“Mirror, mirror on the wall, who the hell is that stranger I see, cuz it ain’t me at all!”
Grumpy is thinking about covering up or removing all of the mirrors at Grumpy Villa.
Thankfully, one mirror, the one in the bedroom, is already covered in photographs. The Good Wife says it’s good Feng Shui. Nevertheless, Grumpy is a little creeped out with all of those eyes staring at him when he’s standing in his birthday suit.
But, it’s a one mirror down with several to go kind of situation. Grumpy needs to instigate a plan of action to get all of the other mirrors removed or, at the very least, covered over.
But, why do that you may ask?
Well, every time Grumpy walks past a mirror he sees some other guy staring back at him: a guy he doesn’t recognize as being remotely similar to the dude that he thinks he is. There is a stranger living in his house.
You see, the person Grumpy sees in the mirror resembles the old uncles he grew up with or his own father, all wrinkly and gray and quite frankly – TIMEWORN in appearance and demeanour.
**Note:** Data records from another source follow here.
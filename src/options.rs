//! Configuration options for the bypass pipeline.
//!
//! The `Options` struct controls how blocked sites are retrieved, how long
//! outbound requests may take, and how the result is rendered. It is read
//! once at startup, usually from a TOML file, and shared read-only by every
//! request afterwards.

use crate::error::{Error, Result};
use serde::Deserialize;
use std::path::{Path, PathBuf};

/// Generic desktop browser identity used for ordinary direct fetches and for
/// requests to the cache mirror.
pub const BROWSER_USER_AGENT: &str = "Mozilla/5.0 (Windows NT 10.0; Win64; x64) \
     AppleWebKit/537.36 (KHTML, like Gecko) Chrome/124.0.0.0 Safari/537.36";

/// Search-engine crawler identity used by the `crawler` policy.
pub const CRAWLER_USER_AGENT: &str =
    "Mozilla/5.0 (compatible; Googlebot/2.1; +http://www.google.com/bot.html)";

/// Default mirror that re-serves the latest snapshot of a page.
pub const DEFAULT_MIRROR_BASE: &str = "https://archive.today/latest/";

/// How a URL that matches the blocklist is retrieved.
#[derive(Debug, Clone, Copy, PartialEq, Eq, Default, Deserialize)]
#[serde(rename_all = "kebab-case")]
pub enum BlockedPolicy {
    /// Go through the cache/archive mirror.
    #[default]
    CacheProxy,
    /// Fetch the origin directly, presenting a search-crawler identity.
    Crawler,
}

/// What the boundary does with a cache-proxy plan.
#[derive(Debug, Clone, Copy, PartialEq, Eq, Default, Deserialize)]
#[serde(rename_all = "kebab-case")]
pub enum ProxyMode {
    /// Fetch the mirror copy, rewrite it and serve it.
    #[default]
    Fetch,
    /// Answer with a redirect to the mirror and skip the fetch entirely.
    Redirect,
}

/// Configuration options for the bypass pipeline.
///
/// All fields are public and every field has a default, so a TOML file only
/// needs the keys it wants to change.
///
/// # Example
///
/// ```rust
/// use hidewall::{BlockedPolicy, Options};
///
/// let options = Options {
///     blocked_policy: BlockedPolicy::Crawler,
///     direct_timeout_secs: 5,
///     ..Options::default()
/// };
/// assert_eq!(options.proxy_timeout_secs, 60);
/// ```
#[derive(Debug, Clone, Deserialize)]
#[serde(default)]
pub struct Options {
    /// Plain-text list of blocked-site substrings, one per line.
    ///
    /// Default: `blocked_sites.txt`
    pub blocklist_path: PathBuf,

    /// Retrieval policy for blocked sites.
    ///
    /// Default: `cache-proxy`
    pub blocked_policy: BlockedPolicy,

    /// Whether cache-proxy plans are fetched or answered with a redirect.
    ///
    /// Default: `fetch`
    pub proxy_mode: ProxyMode,

    /// Mirror prefix; the form-encoded target URL is appended to it.
    ///
    /// Default: `https://archive.today/latest/`
    pub mirror_base: String,

    /// Timeout for direct fetches, in seconds.
    ///
    /// Default: `10`
    pub direct_timeout_secs: u64,

    /// Timeout for cache-proxy fetches, in seconds. Mirrors are slow.
    ///
    /// Default: `60`
    pub proxy_timeout_secs: u64,

    /// Maximum number of redirects followed per fetch.
    ///
    /// Default: `10`
    pub max_redirects: usize,

    /// Follow redirects to targets the URL validator rejects, such as IP
    /// literals and `localhost`. Only test fixtures should need this.
    ///
    /// Default: `false`
    pub allow_private_redirects: bool,

    /// Response bodies are truncated beyond this many bytes.
    ///
    /// Default: `10 MiB`
    pub max_body_bytes: usize,

    /// Identity presented for ordinary direct fetches and mirror fetches.
    pub browser_user_agent: String,

    /// Identity presented under the `crawler` policy.
    pub crawler_user_agent: String,

    /// Send the caller's own User-Agent upstream on unblocked direct fetches.
    ///
    /// Off by default so the end user's browser fingerprint is not leaked.
    ///
    /// Default: `false`
    pub forward_client_user_agent: bool,

    /// Render an indented document instead of the parser's compact output.
    ///
    /// Default: `true`
    pub pretty: bool,

    /// Fallback log filter when `RUST_LOG` is unset.
    ///
    /// Default: `info`
    pub log_level: String,
}

impl Default for Options {
    fn default() -> Self {
        Self {
            blocklist_path: PathBuf::from("blocked_sites.txt"),
            blocked_policy: BlockedPolicy::default(),
            proxy_mode: ProxyMode::default(),
            mirror_base: DEFAULT_MIRROR_BASE.to_string(),
            direct_timeout_secs: 10,
            proxy_timeout_secs: 60,
            max_redirects: 10,
            allow_private_redirects: false,
            max_body_bytes: 10 * 1024 * 1024,
            browser_user_agent: BROWSER_USER_AGENT.to_string(),
            crawler_user_agent: CRAWLER_USER_AGENT.to_string(),
            forward_client_user_agent: false,
            pretty: true,
            log_level: "info".to_string(),
        }
    }
}

impl Options {
    /// Parses options from TOML text.
    pub fn from_toml(text: &str) -> Result<Self> {
        toml::from_str(text).map_err(|e| Error::Config(e.to_string()))
    }

    /// Reads and parses a TOML options file.
    pub fn load(path: impl AsRef<Path>) -> Result<Self> {
        let path = path.as_ref();
        let text = std::fs::read_to_string(path)
            .map_err(|e| Error::Config(format!("failed to read {}: {e}", path.display())))?;
        Self::from_toml(&text)
    }
}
And, the worst part is that the old stranger in Grumpy’s house just stares silently back at him – mockingly.
And, to add insult to injury, ever since his two cataract surgeries restored his 20/20 vision, the crevices on that dude’s face are Grand Canyon deep and Apple Doll majestic.
Many people who meet Grumpy say, “No way! You don’t look like your 63!” which of course, could very well mean that he really looks 83. He surely knows that to his naked eye he doesn’t resemble anything less than a SENIOR FREAKIN CITIZEN.
The bottom line is this: what Grumpy feels on the inside isn’t reflected in what he sees on the outside. Richard Bach wrote, “Look in a mirror and one thing’s sure; what we see is not who we are.” Certainly appearance is deceiving because Grumpy feels like a 20 –something creature of dynamic diversity and spirit. – ON THE INSIDE.
In that regard, Grumpy is more inclined to agree with the old Cowboy Proverb that states, ““The biggest trouble maker you’ll probably ever have to deal with watches you shave his face in the mirror every morning.”
If Grumpy face was on the cover of a novel on a bookstore shelf his visage would undoubtedly attract those who were interested in exploring geriatric generalities such as regularity, bloating, vision, hair loss and sleeping problems.
However, were they to venture inside and turn a few pages they’d find that the text was all about adventure, romance and daring-do; a kind of pulp fiction that extolls the virtues of freedom, frolic and fancy?
But, unfortunately there are additional hitches to explore in this regard. You see physical appearance also begets and confirms a diminished level of physical dexterity and endurance. Often what that “20-something” mind commands, the senior sinews refuse to enact.
GRUMP’S BRAIN: “Jump over that log!”
GRUMPY’S BODY: “Say what? Nope! No can do!”
RESULT: A face-plant pratfall and a brutally bruised ego.
You have read about many of Grumpy’s misadventures and missteps right here in this space. He requires a lot of supervision these days.
(AUTHOR’S NOTE: Sharp objects and power tools are under lock and key at Grumpy Villa.)
GRUMPY: “I think I’ll cut down that little tree today, honey!”
THE GOOD WIFE: “Hold on, Grumpy, let me call a few people first!”
What we have here, as Cool Hand Luke would declare, “Is a failure to communicate.” This damn active, vital and dynamic brain is housed in a rusted out derelict of a body with inefficient wiring and a leaky roof. A lot of times those signals get crossed, resulting in many a mishap and for too much mayhem. Without a doubt, Grumpy has the scars to prove this.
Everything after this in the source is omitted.